Give the data again exactly, stopping after the "with piped output" line.

________________________

use anyhow::{Context, Result, anyhow};
use std::io::Read;
use std::process::{Child, Command, Output, Stdio};
use std::time::{Duration, Instant};
use tracing::warn;

/// Spawns `cmd` with piped output and waits, killing it after `timeout` if given.
pub fn run_captured(cmd: &mut Command, timeout: Option<Duration>) -> Result<Output> {
    cmd.stdin(Stdio::null());
    cmd.stdout(Stdio::piped());
    cmd.stderr(Stdio::piped());
    let mut child = cmd
        .spawn()
        .with_context(|| format!("spawning {:?}", cmd.get_program()))?;
    wait(&mut child, timeout)
}

pub fn wait(child: &mut Child, timeout: Option<Duration>) -> Result<Output> {
    match timeout {
        Some(t) => wait_with_timeout(child, t),
        None => {
            let stdout = child.stdout.take();
            let stderr = child.stderr.take();
            let (stdout, stderr) = drain(stdout, stderr);
            let status = child.wait().with_context(|| "waiting for child")?;
            Ok(Output {
                status,
                stdout: join(stdout, "stdout")?,
                stderr: join(stderr, "stderr")?,
            })
        }
    }
}

type Reader = std::thread::JoinHandle<Result<Vec<u8>>>;

// Drain pipes on helper threads so a chatty child can't deadlock on a full
// stdout/stderr buffer.
fn drain(
    stdout: Option<std::process::ChildStdout>,
    stderr: Option<std::process::ChildStderr>,
) -> (Reader, Reader) {
    let out = std::thread::spawn(move || -> Result<Vec<u8>> {
        let mut buf = Vec::new();
        if let Some(mut r) = stdout {
            r.read_to_end(&mut buf).with_context(|| "read stdout")?;
        }
        Ok(buf)
    });
    let err = std::thread::spawn(move || -> Result<Vec<u8>> {
        let mut buf = Vec::new();
        if let Some(mut r) = stderr {
            r.read_to_end(&mut buf).with_context(|| "read stderr")?;
        }
        Ok(buf)
    });
    (out, err)
}

fn join(handle: Reader, what: &str) -> Result<Vec<u8>> {
    handle
        .join()
        .map_err(|_| anyhow!("{what} reader thread panicked"))?
}

fn wait_with_timeout(child: &mut Child, timeout: Duration) -> Result<Output> {
    let (stdout, stderr) = drain(child.stdout.take(), child.stderr.take());

    let start = Instant::now();
    loop {
        if let Some(status) = child.try_wait().with_context(|| "try_wait")? {
            return Ok(Output {
                status,
                stdout: join(stdout, "stdout")?,
                stderr: join(stderr, "stderr")?,
            });
        }

        if start.elapsed() > timeout {
            warn!("child process timed out after {:?}", timeout);
            let _ = child.kill();
            child.wait().with_context(|| "wait after kill")?;
            let _ = join(stdout, "stdout");
            let stderr = join(stderr, "stderr").unwrap_or_default();
            return Err(anyhow!(
                "process exceeded timeout ({:?}); stderr: {}",
                timeout,
                String::from_utf8_lossy(&stderr)
            ));
        }

        std::thread::sleep(Duration::from_millis(50));
    }
}

/// `None` for a zero timeout, matching the config convention.
pub fn timeout_from_secs(secs: u64) -> Option<Duration> {
    (secs > 0).then(|| Duration::from_secs(secs))
}
use crate::format::DocFormat;
use serde::{Deserialize, Serialize};

#[derive(Debug, Clone, Serialize, Deserialize)]
pub struct DocDiag {
    pub python_exe: String,
    pub python_version: String,
    #[serde(default)]
    pub pymupdf_version: Option<String>,
    #[serde(default)]
    pub pillow_version: Option<String>,
    #[serde(default)]
    pub python_pptx_version: Option<String>,
    #[serde(default)]
    pub office: Option<OfficeDiag>,
    pub ok: bool,
    #[serde(default)]
    pub error: Option<String>,
}

#[derive(Debug, Clone, Serialize, Deserialize)]
pub struct OfficeDiag {
    pub exe: String,
    #[serde(default)]
    pub version: Option<String>,
    #[serde(default)]
    pub error: Option<String>,
}

/// Page/slide count and first-page size in points.
#[derive(Debug, Clone, Serialize, Deserialize)]
pub struct DocInfo {
    pub format: DocFormat,
    pub page_count: u32,
    pub width_pt: f64,
    pub height_pt: f64,
    #[serde(default)]
    pub error: Option<String>,
}

#[derive(Debug, Clone, Serialize, Deserialize)]
pub struct RasterizeIn {
    pub input_pdf: String,
    pub out_pdf: String,
    pub dpi: u32,
    pub jpeg_quality: u8,
}

#[derive(Debug, Clone, Serialize, Deserialize)]
pub struct PackSlidesIn {
    pub raster_pdf: String,
    pub out_pptx: String,
}

#[derive(Debug, Clone, Serialize, Deserialize)]
pub struct RenderOut {
    pub ok: bool,
    #[serde(default)]
    pub pages: u32,
    #[serde(default)]
    pub skipped_pages: Vec<u32>,
    #[serde(default)]
    pub warnings: Vec<String>,
    #[serde(default)]
    pub error: Option<String>,
}
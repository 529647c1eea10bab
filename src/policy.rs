use crate::{config::Tiers, search::SearchBounds};
use serde::{Deserialize, Serialize};
use std::str::FromStr;

/// Caller hint that narrows the resolution domain searched for a target size.
#[derive(Debug, Clone, Copy, PartialEq, Eq, Serialize, Deserialize)]
pub enum QualityTier {
    Draft,
    Standard,
    High,
}

impl FromStr for QualityTier {
    type Err = String;

    fn from_str(s: &str) -> Result<Self, Self::Err> {
        match s.to_ascii_uppercase().as_str() {
            "DRAFT" => Ok(QualityTier::Draft),
            "STANDARD" | "AUTO" => Ok(QualityTier::Standard),
            "HIGH" => Ok(QualityTier::High),
            other => Err(format!("unknown quality tier: {other}")),
        }
    }
}

/// Applies the tier to the configured domain. The result always satisfies `0 < lo <= hi`.
pub fn bounds_for(domain: SearchBounds, tier: Option<QualityTier>, tiers: &Tiers) -> SearchBounds {
    match tier {
        None | Some(QualityTier::Standard) => domain,
        Some(QualityTier::Draft) => {
            let hi = domain.hi.min(tiers.draft_max_dpi).max(domain.lo);
            SearchBounds { lo: domain.lo, hi }
        }
        Some(QualityTier::High) => {
            let lo = domain.lo.max(tiers.high_min_dpi).min(domain.hi);
            SearchBounds { lo, hi: domain.hi }
        }
    }
}
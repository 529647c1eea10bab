use super::{
    Engine,
    office::OfficeConverter,
    process::{timeout_from_secs, wait},
    types::*,
};
use crate::{config::Config, format::DocFormat};
use anyhow::{Context, Result, anyhow};
use std::io::Write;
use std::path::{Path, PathBuf};
use std::process::{Command, Stdio};
use tracing::{debug, warn};

const SCRIPT: &str = "doc_render.py";

/// Engine backed by a Python helper (PyMuPDF, Pillow, python-pptx) spoken to
/// over JSON on stdin/stdout, plus LibreOffice for office documents.
pub struct PythonEngine {
    cfg: Config,
    script: PathBuf,
    python_exe: PathBuf,
    office: OfficeConverter,
}

impl PythonEngine {
    pub fn new(cfg: &Config) -> Result<Self> {
        let scripts_dir = PathBuf::from(&cfg.paths.scripts_dir);
        if cfg.security.pin_scripts_dir {
            let cwd = std::env::current_dir().with_context(|| "current_dir")?;
            let canon = scripts_dir
                .canonicalize()
                .with_context(|| format!("canonicalize scripts_dir: {}", scripts_dir.display()))?;
            if !canon.starts_with(&cwd) {
                return Err(anyhow!(
                    "scripts_dir is outside cwd while pin_scripts_dir=true: {}",
                    canon.display()
                ));
            }
        }
        let script = scripts_dir.join(SCRIPT);
        if !script.exists() {
            return Err(anyhow!("missing script: {}", script.display()));
        }
        let python_exe = resolve_python_exe(&cfg.render.python_exe);
        Ok(Self {
            cfg: cfg.clone(),
            script,
            python_exe,
            office: OfficeConverter::new(&cfg.office),
        })
    }

    fn run_json<I: serde::Serialize, O: for<'de> serde::Deserialize<'de>>(
        &self,
        input: &I,
    ) -> Result<O> {
        let timeout = timeout_from_secs(self.cfg.render.call_timeout_seconds);
        debug!("python run {} timeout={:?}", self.script.display(), timeout);

        let mut cmd = Command::new(&self.python_exe);
        cmd.arg(&self.script);
        cmd.stdin(Stdio::piped());
        cmd.stdout(Stdio::piped());
        cmd.stderr(Stdio::piped());

        let mut child = cmd
            .spawn()
            .with_context(|| format!("spawning python: {}", self.python_exe.display()))?;

        {
            let mut stdin = child.stdin.take().ok_or_else(|| anyhow!("no stdin"))?;
            let bytes = serde_json::to_vec(input)?;
            stdin.write_all(&bytes)?;
            stdin.flush().ok();
        }

        let output = wait(&mut child, timeout)?;

        if !output.status.success() {
            let stderr = String::from_utf8_lossy(&output.stderr);
            return Err(anyhow!(
                "python script failed: {}\n{}",
                self.script.display(),
                stderr
            ));
        }

        if self.cfg.debug.keep_python_stderr && !output.stderr.is_empty() {
            let stderr = String::from_utf8_lossy(&output.stderr);
            debug!("python stderr: {}", stderr.trim());
        }

        let out: O = serde_json::from_slice(&output.stdout)
            .with_context(|| format!("parsing python JSON output: {}", self.script.display()))?;
        Ok(out)
    }

    fn checked(out: RenderOut, what: &str) -> Result<RenderOut> {
        if !out.ok {
            let msg = out.error.unwrap_or_else(|| format!("{what} failed"));
            return Err(anyhow!("{what}: {msg}"));
        }
        if !out.skipped_pages.is_empty() {
            warn!("{what} skipped pages {:?}", out.skipped_pages);
        }
        Ok(out)
    }
}

fn resolve_python_exe(raw: &str) -> PathBuf {
    let raw = raw.trim();
    if raw.is_empty() || raw.eq_ignore_ascii_case("auto") {
        if let Ok(env_val) = std::env::var("PDF_ZIPPER_PYTHON") {
            let p = expand_tilde(&env_val);
            if p.exists() {
                return p;
            }
        }
        for venv in [".venv/bin/python", ".venv/Scripts/python.exe"] {
            let p = PathBuf::from(venv);
            if p.exists() {
                return p;
            }
        }
        return PathBuf::from("python3");
    }
    expand_tilde(raw)
}

fn expand_tilde(path: &str) -> PathBuf {
    if let Some(rest) = path.strip_prefix("~/") {
        if let Ok(home) = std::env::var("HOME") {
            return PathBuf::from(home).join(rest);
        }
    }
    PathBuf::from(path)
}

impl Engine for PythonEngine {
    fn doctor(&self) -> Result<DocDiag> {
        let mut diag: DocDiag = self.run_json(&serde_json::json!({"cmd": "doctor"}))?;
        diag.office = Some(self.office.diag());
        Ok(diag)
    }

    fn inspect(&self, input: &Path, format: DocFormat) -> Result<DocInfo> {
        let info: DocInfo = self.run_json(&serde_json::json!({
            "cmd": "inspect",
            "input": input,
            "format": format,
        }))?;
        if let Some(err) = info.error.as_deref() {
            return Err(anyhow!("inspect error: {err}"));
        }
        Ok(info)
    }

    fn rasterize(&self, input_pdf: &Path, dpi: u32, out_pdf: &Path) -> Result<RenderOut> {
        let req = RasterizeIn {
            input_pdf: input_pdf.display().to_string(),
            out_pdf: out_pdf.display().to_string(),
            dpi,
            jpeg_quality: self.cfg.render.jpeg_quality,
        };
        let out: RenderOut = self.run_json(&serde_json::json!({"cmd": "rasterize", "req": req}))?;
        Self::checked(out, "rasterize")
    }

    fn pack_slides(&self, raster_pdf: &Path, out_pptx: &Path) -> Result<RenderOut> {
        let req = PackSlidesIn {
            raster_pdf: raster_pdf.display().to_string(),
            out_pptx: out_pptx.display().to_string(),
        };
        let out: RenderOut =
            self.run_json(&serde_json::json!({"cmd": "pack_slides", "req": req}))?;
        Self::checked(out, "pack_slides")
    }

    fn office_to_pdf(&self, input: &Path, out_pdf: &Path) -> Result<()> {
        self.office.to_pdf(input, out_pdf)
    }
}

________________________

Response for this exercise.
use anyhow::{Context, Result, anyhow};
use std::io::Read;
use std::process::{Child, Command, Output, Stdio};
use std::time::{Duration, Instant};
use tracing::warn;

/// Spawns `cmd` with piped output and waits, killing it after `timeout` if given.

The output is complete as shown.